Pray that the road is long.
That the summer mornings are many, when,
with such pleasure, with such joy
you will enter ports seen for the first time;
stop at Phoenician markets,
and purchase fine merchandise,
mother-of-pearl and coral, amber and ebony,
and sensual perfumes of all kinds,
as many sensual perfumes as you can;
visit many Egyptian cities,
to learn and learn from scholars.

Always keep Ithaca in your mind.
To arrive there is your ultimate goal.
But do not hurry the voyage at all.
It is better to let it last for many years;
and to anchor at the island when you are old,
rich with all you have gained on the way,
not expecting that Ithaca will offer you riches.

Ithaca has given you the beautiful voyage.
Without her you would have never set out on the road.
She has nothing more to give you.

And if you find her poor, Ithaca has not deceived you.
Wise as you have become, with so much experience,
you must already have understood what Ithacas mean.´ (Cavafy)

Mark McKenna, an associate professor at the University of Sydney, explains about a trip he made taking off from the US to the house of a certain Finnish composer:

>> ´Music is the least tangible of art forms, which is perhaps one reason why biographers strain to describe it, all too often retreating behind enigmatic descriptors like ‘mysterious’, ‘mystical’ or ‘transcendent’, and portraying the ‘master’ as God’s messenger.
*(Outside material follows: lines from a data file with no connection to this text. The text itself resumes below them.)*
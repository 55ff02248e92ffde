pub mod db;
pub mod thread;
pub mod turn_state;
pub mod wardrobe;
pub mod weather;

pub use db::StylistDb;

pub use thread::{ConversationThread, Role, Turn};
pub use turn_state::{Diagnostic, RoutingAction, RoutingDecision, TurnState};
pub use wardrobe::{Category, ClothingItem, Outfit, WardrobeCandidates};
pub use weather::{WeatherAnalysis, WeatherData, WeatherReading};
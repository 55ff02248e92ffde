//! # Weather Skill
//!
//! Fetches the current reading for the turn's location and asks the
//! language model for a clothing-oriented interpretation. A failed
//! interpretation is not fatal: the raw reading is used on its own.

use crate::error::{StepError, StepResult};
use crate::state::{WeatherAnalysis, WeatherData, WeatherReading};
use crate::tools::{bounded, WeatherSource};
use std::sync::Arc;
use std::time::Duration;

use super::language_model::{LanguageModel, ResponseContract, ResponseShape};
use super::llm_helpers::decode_json;
use super::prompts;

pub const CONTRACT: ResponseContract = ResponseContract {
    name: "weather_analysis",
    system_prompt: prompts::WEATHER,
    shape: ResponseShape::Json,
};

/// Weather data plus the enrichment failure, if one occurred
#[derive(Debug, Clone, PartialEq)]
pub struct WeatherOutcome {
    pub data: WeatherData,
    pub enrichment_error: Option<StepError>,
}

pub struct WeatherSkill {
    source: Arc<dyn WeatherSource>,
    llm: Arc<dyn LanguageModel>,
    default_location: Option<String>,
    lookup_timeout: Duration,
    llm_timeout: Duration,
}

impl WeatherSkill {
    pub fn new(
        source: Arc<dyn WeatherSource>,
        llm: Arc<dyn LanguageModel>,
        lookup_timeout: Duration,
        llm_timeout: Duration,
    ) -> Self {
        Self {
            source,
            llm,
            default_location: None,
            lookup_timeout,
            llm_timeout,
        }
    }

    pub fn with_default_location(mut self, location: Option<String>) -> Self {
        self.default_location = location;
        self
    }

    /// Location to look up: the extracted one, else the configured default
    pub fn resolve_location<'a>(&'a self, extracted: Option<&'a str>) -> Option<&'a str> {
        extracted.or(self.default_location.as_deref())
    }

    pub async fn run(&self, extracted_location: Option<&str>) -> StepResult<WeatherOutcome> {
        let location = self
            .resolve_location(extracted_location)
            .ok_or_else(|| StepError::lookup("no location given and no default configured"))?;

        let reading = bounded(
            "weather lookup",
            self.lookup_timeout,
            self.source.fetch(location),
        )
        .await?;

        match self.analyze(&reading).await {
            Ok(analysis) => Ok(WeatherOutcome {
                data: WeatherData {
                    reading,
                    analysis: Some(analysis),
                },
                enrichment_error: None,
            }),
            Err(e) => {
                tracing::warn!(
                    location,
                    error = %e,
                    "Weather enrichment failed, using raw reading"
                );
                Ok(WeatherOutcome {
                    data: WeatherData::raw(reading),
                    enrichment_error: Some(e),
                })
            }
        }
    }

    async fn analyze(&self, reading: &WeatherReading) -> StepResult<WeatherAnalysis> {
        let prompt = format!(
            "Current weather:\n- Location: {}\n- Temperature: {:.1}°C (feels like {:.1}°C)\n- Conditions: {}\n- Description: {}\n- Humidity: {}%\n- Wind: {:.1} km/h",
            reading.location,
            reading.temperature,
            reading.feels_like,
            reading.conditions.join(", "),
            reading.description,
            reading.humidity,
            reading.wind_speed
        );
        let text = bounded(
            "weather analysis completion",
            self.llm_timeout,
            self.llm.complete(&CONTRACT, &prompt),
        )
        .await?;

        let mut analysis: WeatherAnalysis = decode_json(&text)?;
        analysis.comfort_level = analysis.comfort_level.clamp(1, 5);
        Ok(analysis)
    }
}

#[cfg(test)]
mod tests {
    use super::*;
    use crate::error::ErrorKind;
    use crate::testing::{paris_reading, FixedWeather, ScriptedModel};

    fn skill(weather: FixedWeather, llm: ScriptedModel) -> WeatherSkill {
        WeatherSkill::new(
            Arc::new(weather),
            Arc::new(llm),
            Duration::from_secs(1),
            Duration::from_secs(1),
        )
    }

    #[tokio::test]
    async fn test_enriched_reading() {
        let llm = ScriptedModel::new().respond(
            CONTRACT.name,
            r#"{"weather_analysis": "Cool and wet", "comfort_level": 9, "key_factors": ["rain"], "recommendations": "Layer up"}"#,
        );
        let outcome = skill(FixedWeather::ok(paris_reading()), llm)
            .run(Some("Paris"))
            .await
            .unwrap();

        let analysis = outcome.data.analysis.unwrap();
        assert_eq!(analysis.weather_analysis, "Cool and wet");
        assert_eq!(analysis.comfort_level, 5);
        assert!(outcome.enrichment_error.is_none());
    }

    #[tokio::test]
    async fn test_enrichment_failure_keeps_raw_reading() {
        let llm = ScriptedModel::new().respond(CONTRACT.name, "It's rainy, bring a coat!");
        let outcome = skill(FixedWeather::ok(paris_reading()), llm)
            .run(Some("Paris"))
            .await
            .unwrap();

        assert_eq!(outcome.data.reading.temperature, 15.0);
        assert!(outcome.data.analysis.is_none());
        assert_eq!(outcome.enrichment_error.unwrap().kind, ErrorKind::ParseError);
    }

    #[tokio::test]
    async fn test_missing_location_uses_default() {
        let weather = FixedWeather::ok(paris_reading());
        let calls = weather.calls();
        let skill = skill(weather, ScriptedModel::new())
            .with_default_location(Some("Leuven".to_string()));

        assert_eq!(skill.resolve_location(None), Some("Leuven"));
        assert_eq!(skill.resolve_location(Some("Paris")), Some("Paris"));

        let outcome = skill.run(None).await.unwrap();
        assert!(outcome.enrichment_error.is_some());
        assert_eq!(calls.load(std::sync::atomic::Ordering::SeqCst), 1);
    }

    #[tokio::test]
    async fn test_no_location_and_no_default_is_lookup_error() {
        let err = skill(FixedWeather::ok(paris_reading()), ScriptedModel::new())
            .run(None)
            .await
            .unwrap_err();
        assert_eq!(err.kind, ErrorKind::LookupError);
    }

    #[tokio::test]
    async fn test_lookup_failure_propagates() {
        let err = skill(FixedWeather::failing(), ScriptedModel::new())
            .run(Some("Paris"))
            .await
            .unwrap_err();
        assert_eq!(err.kind, ErrorKind::LookupError);
    }
}
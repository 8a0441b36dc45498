//! Package descriptors: identity and metadata for one package instance.

use std::collections::BTreeMap;
use std::fmt;
use std::path::PathBuf;
use std::str::FromStr;

use crate::error::InstallError;
use crate::package::requirement::Requirement;
use crate::vcs::Backend;

/// Where a package came from.
#[derive(Debug, Clone, Copy, PartialEq, Eq, Default)]
pub enum PackageKind {
    /// Checked out from a version-control repository.
    #[default]
    Vc,
    /// Unpacked from a distributed archive.
    Archive,
}

impl fmt::Display for PackageKind {
    fn fmt(&self, f: &mut fmt::Formatter<'_>) -> fmt::Result {
        match self {
            PackageKind::Vc => write!(f, "vc"),
            PackageKind::Archive => write!(f, "archive"),
        }
    }
}

impl FromStr for PackageKind {
    type Err = anyhow::Error;

    fn from_str(s: &str) -> Result<Self, Self::Err> {
        match s {
            "vc" => Ok(PackageKind::Vc),
            "archive" => Ok(PackageKind::Archive),
            other => anyhow::bail!("unknown package kind '{}'", other),
        }
    }
}

/// Where a vc-sourced package's code lives.
///
/// Produced once by spec resolution, consumed once by the installer.
#[derive(Debug, Clone, PartialEq, Eq)]
pub struct Upstream {
    /// `None` means the backend was not stated (URL input) and the
    /// default backend applies at clone time.
    pub backend: Option<Backend>,
    pub location: String,
    pub subdir: Option<String>,
    pub branch: Option<String>,
}

impl Upstream {
    pub fn new(backend: Option<Backend>, location: impl Into<String>) -> Self {
        Upstream {
            backend,
            location: location.into(),
            subdir: None,
            branch: None,
        }
    }
}

/// Identity and metadata for one package instance.
///
/// Created by spec resolution with name and upstream only; the install
/// directory is set exclusively by the installer once a target is chosen,
/// and the version once the checkout has been inspected. The descriptor
/// becomes durable only when its file has been written.
#[derive(Debug, Clone, PartialEq)]
pub struct PackageDescriptor {
    pub name: String,
    pub kind: PackageKind,
    /// Install directory; owned exclusively by this descriptor once set.
    pub dir: Option<PathBuf>,
    pub summary: String,
    pub requirements: Vec<Requirement>,
    pub version: Option<String>,
    /// Required for `kind == Vc`; its absence is an error state, never
    /// silently defaulted.
    pub upstream: Option<Upstream>,
    /// Explicit revision override; takes priority over the upstream branch.
    pub rev: Option<String>,
    /// Raw repository spec string, used only during resolution.
    pub vc_spec: Option<String>,
    /// Open bag for anything else worth persisting.
    pub extras: BTreeMap<String, String>,
}

impl PackageDescriptor {
    /// A fresh vc-sourced descriptor: not installed, directory unset.
    pub fn vc(name: impl Into<String>, upstream: Upstream) -> Self {
        PackageDescriptor {
            name: name.into(),
            kind: PackageKind::Vc,
            dir: None,
            summary: String::new(),
            requirements: Vec::new(),
            version: None,
            upstream: Some(upstream),
            rev: None,
            vc_spec: None,
            extras: BTreeMap::new(),
        }
    }

    pub fn with_summary(mut self, summary: impl Into<String>) -> Self {
        self.summary = summary.into();
        self
    }

    pub fn with_rev(mut self, rev: Option<String>) -> Self {
        self.rev = rev;
        self
    }

    /// The upstream tuple, or `NoRepository` when the descriptor has none.
    pub fn upstream(&self) -> Result<&Upstream, InstallError> {
        self.upstream
            .as_ref()
            .ok_or_else(|| InstallError::NoRepository(self.name.clone()))
    }

    /// The revision to check out: explicit rev wins over the branch.
    pub fn effective_revision(&self) -> Option<&str> {
        self.rev
            .as_deref()
            .or_else(|| self.upstream.as_ref()?.branch.as_deref())
    }
}
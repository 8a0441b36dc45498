//! Registry collaborators.
//!
//! The package index, the dependency transaction installer, and the
//! activation side of the registry are external subsystems; the installer
//! talks to them through these traits so tests can substitute fakes.

mod local;

use anyhow::Result;
use async_trait::async_trait;
use serde::{Deserialize, Serialize};
use std::collections::BTreeMap;
use std::path::Path;

use crate::package::descriptor::PackageDescriptor;
use crate::package::requirement::Requirement;

pub use local::{LocalActivator, LocalIndex, NullTransactionInstaller};

/// One entry of the package index.
#[derive(Debug, Clone, PartialEq, Serialize, Deserialize, Default)]
pub struct RegistryEntry {
    #[serde(default)]
    pub name: String,
    #[serde(default)]
    pub summary: String,
    /// Free-form metadata; a vc-installable entry carries a repository
    /// spec string under [`VC_HEADER`].
    #[serde(default)]
    pub extras: BTreeMap<String, String>,
}

/// Key of the repository spec string in a registry entry's extras.
pub const VC_HEADER: &str = "vc";

impl RegistryEntry {
    pub fn vc_spec(&self) -> Option<&str> {
        self.extras.get(VC_HEADER).map(String::as_str)
    }
}

/// Read access to the package index.
#[cfg_attr(test, mockall::automock)]
pub trait RegistryIndex: Send + Sync {
    fn lookup(&self, name: &str) -> Option<RegistryEntry>;
}

/// The external dependency resolver/installer.
///
/// Given minimum-version requirements, it resolves, downloads, and
/// installs whatever is not already satisfied. Failures are surfaced to
/// the caller untouched; nothing here retries.
#[cfg_attr(test, mockall::automock)]
#[async_trait]
pub trait TransactionInstaller: Send + Sync {
    async fn install_transaction(&self, requirements: &[Requirement]) -> Result<()>;
}

/// The activation side of the registry.
#[cfg_attr(test, mockall::automock)]
#[async_trait]
pub trait Activator: Send + Sync {
    /// Re-read the canonical descriptor from an installed directory.
    fn load_descriptor(&self, dir: &Path) -> Result<PackageDescriptor>;

    /// Make the package available in the running process. `reload` replaces
    /// an already-active package of the same name; `deps` activates
    /// dependencies first. Returns whether activation happened.
    async fn activate(&self, desc: &PackageDescriptor, reload: bool, deps: bool) -> Result<bool>;

    /// Compile the package's sources.
    fn compile(&self, desc: &PackageDescriptor) -> Result<()>;

    /// Best-effort native compilation; the caller runs this in the
    /// background and ignores its outcome.
    async fn native_compile(&self, desc: &PackageDescriptor) -> Result<()>;

    /// Reload source units that were loaded under stale definitions.
    fn reload_stale(&self, desc: &PackageDescriptor) -> Result<()>;
}
//! Dependency requirements and comparable version tuples.

use std::fmt;
use std::str::FromStr;
use thiserror::Error;

/// A dotted numeric version, comparable component-wise.
///
/// `"1.2"` parses to `[1, 2]`; comparison is lexicographic, so
/// `1.2 < 1.2.1 < 1.10`.
#[derive(Debug, Clone, PartialEq, Eq, PartialOrd, Ord, Hash)]
pub struct VersionTuple(Vec<u64>);

#[derive(Debug, Error, PartialEq)]
#[error("invalid version '{0}': expected dot-separated numbers")]
pub struct InvalidVersion(pub String);

impl VersionTuple {
    pub fn components(&self) -> &[u64] {
        &self.0
    }
}

impl FromStr for VersionTuple {
    type Err = InvalidVersion;

    fn from_str(s: &str) -> Result<Self, Self::Err> {
        let trimmed = s.trim();
        if trimmed.is_empty() {
            return Err(InvalidVersion(s.to_string()));
        }
        let components = trimmed
            .split('.')
            .map(|part| part.parse::<u64>())
            .collect::<Result<Vec<_>, _>>()
            .map_err(|_| InvalidVersion(s.to_string()))?;
        Ok(VersionTuple(components))
    }
}

impl fmt::Display for VersionTuple {
    fn fmt(&self, f: &mut fmt::Formatter<'_>) -> fmt::Result {
        let rendered = self
            .0
            .iter()
            .map(|n| n.to_string())
            .collect::<Vec<_>>()
            .join(".");
        write!(f, "{}", rendered)
    }
}

/// One declared dependency: a package name and its minimum version.
///
/// Identity is by name; see [`dedup`] for how duplicate declarations
/// across source files are merged.
#[derive(Debug, Clone, PartialEq, Eq)]
pub struct Requirement {
    pub name: String,
    pub min_version: VersionTuple,
}

impl Requirement {
    pub fn new(name: impl Into<String>, min_version: VersionTuple) -> Self {
        Requirement {
            name: name.into(),
            min_version,
        }
    }
}

/// Merge duplicate requirement names, keeping the highest minimum version.
///
/// The first occurrence of a name keeps its position; a later, higher
/// minimum replaces the version in place. Any lower minimum is already
/// satisfied by the higher one, so nothing is lost.
pub fn dedup(requirements: Vec<Requirement>) -> Vec<Requirement> {
    let mut merged: Vec<Requirement> = Vec::with_capacity(requirements.len());
    for req in requirements {
        match merged.iter_mut().find(|r| r.name == req.name) {
            Some(existing) => {
                if req.min_version > existing.min_version {
                    existing.min_version = req.min_version;
                }
            }
            None => merged.push(req),
        }
    }
    merged
}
The truth is that no matter how graceful and poignant, descriptions of music will always pale in comparison to the experience of listening to it. After all, the point of music is not to be described but to be experienced. It is what music can do to us that contains the most exciting potential for analysis: music to steel the guts of soldiers before they go into battle, music for making love, (...) , music for giving birth and music for dying.

Few other twentieth-century composers have been the subjects of so much myth-making as Sibelius. Inextricably linked with the struggle for Finnish independence and the cultural nationalism that blossomed in the wake of the foundation of the Republic of Finland in 1917, his music is conventionally seen as the romantic-heroic representation of the Finnish landscape, an iron-forged homage both to nature and to nascent nation. Biographers describe his music as having ´an almost mystic sense of identification with nature´, or, even more fancifully, ´an elemental power that seems to have sprung fully grown from the glacial boulders, lakes and forests of the Finnish landscape´. Although Sibelius was an ardent supporter of Finnish independence (as the early symphonic poems Finlandia and Kullervo clearly indicate), he was more cosmopolitan than parochial, more the iconoclastic modernist than the late nineteenth–century bard of volk and nature. If anything, when trying to understand Sibelius’ music and his silence, nature tends to get in the way. Yet another veil is the manner in which his early biographers cultivated the aura that surrounds his name.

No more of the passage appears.